▸ **The task**
Where a line in the listing contains the string "exposition", copy that line out.

##########

//! HTTP server exposing a registry's metrics to scrapers.

use std::sync::Arc;

use axum::extract::State;
use axum::http::{header, StatusCode};
use axum::response::{IntoResponse, Response};
use axum::routing::get;
use axum::Router;
use tokio::net::TcpListener;
use tower_http::trace::TraceLayer;
use tracing::{error, info};
use vitals_core::{text, CollectorRegistry, TEXT_CONTENT_TYPE};

use crate::config::ExporterConfig;
use crate::error::{ExporterError, ExporterResult};

/// HTTP exporter serving the text exposition format.
///
/// On each request to `/metrics` the exporter collects the registry with the
/// sorted strategy, renders the result, and writes it with the exposition
/// content type. All metric state lives in the registry; the exporter itself
/// is stateless and cheap to clone.
#[derive(Debug, Clone)]
pub struct MetricsExporter {
    config: ExporterConfig,
    registry: Arc<CollectorRegistry>,
}

impl MetricsExporter {
    /// Creates an exporter serving the given registry.
    #[must_use]
    pub const fn new(config: ExporterConfig, registry: Arc<CollectorRegistry>) -> Self {
        Self { config, registry }
    }

    /// Creates an exporter serving the process-wide default registry.
    #[must_use]
    pub fn with_global(config: ExporterConfig) -> Self {
        Self::new(config, CollectorRegistry::global())
    }

    /// Returns the exporter configuration.
    #[must_use]
    pub const fn config(&self) -> &ExporterConfig {
        &self.config
    }

    /// Returns the registry this exporter serves.
    #[must_use]
    pub fn registry(&self) -> Arc<CollectorRegistry> {
        Arc::clone(&self.registry)
    }

    /// Builds the router serving `/` and `/metrics`.
    #[must_use]
    pub fn router(&self) -> Router {
        Router::new()
            .route("/", get(root_pointer))
            .route("/metrics", get(serve_metrics))
            .with_state(Arc::clone(&self.registry))
            .layer(TraceLayer::new_for_http())
    }

    /// Starts the exporter and serves until the server stops.
    ///
    /// # Errors
    ///
    /// Returns `ExporterError::BindFailed` if the listener cannot bind and
    /// `ExporterError::Internal` if the server stops with an error.
    pub async fn serve(&self) -> ExporterResult<()> {
        let listener = self.bind().await?;
        axum::serve(listener, self.router())
            .await
            .map_err(|e| ExporterError::Internal(e.to_string()))
    }

    /// Starts the exporter with graceful shutdown support.
    ///
    /// The server shuts down when the provided future completes.
    ///
    /// # Errors
    ///
    /// Returns the same errors as [`serve`](Self::serve).
    pub async fn serve_with_shutdown<F>(&self, shutdown: F) -> ExporterResult<()>
    where
        F: Future<Output = ()> + Send + 'static,
    {
        let listener = self.bind().await?;
        axum::serve(listener, self.router())
            .with_graceful_shutdown(shutdown)
            .await
            .map_err(|e| ExporterError::Internal(e.to_string()))
    }

    async fn bind(&self) -> ExporterResult<TcpListener> {
        let addr = self.config.bind_addr;
        let listener = TcpListener::bind(addr)
            .await
            .map_err(|e| ExporterError::BindFailed(addr, e))?;
        info!(addr = %addr, "metrics exporter listening");
        Ok(listener)
    }
}

/// Handles `GET /`.
async fn root_pointer() -> &'static str {
    "See /metrics"
}

/// Handles `GET /metrics`.
///
/// A collection or formatting failure is fatal for this request only: the
/// scraper sees a 500 and the process keeps running.
async fn serve_metrics(State(registry): State<Arc<CollectorRegistry>>) -> Response {
    let mut body = String::new();
    match text::encode(&mut body, &registry) {
        Ok(()) => ([(header::CONTENT_TYPE, TEXT_CONTENT_TYPE)], body).into_response(),
        Err(error) => {
            error!(%error, "metrics collection failed");
            StatusCode::INTERNAL_SERVER_ERROR.into_response()
        }
    }
}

##########

▸ **Exercise output**
/// HTTP exporter serving the text exposition format.
/// sorted strategy, renders the result, and writes it with the exposition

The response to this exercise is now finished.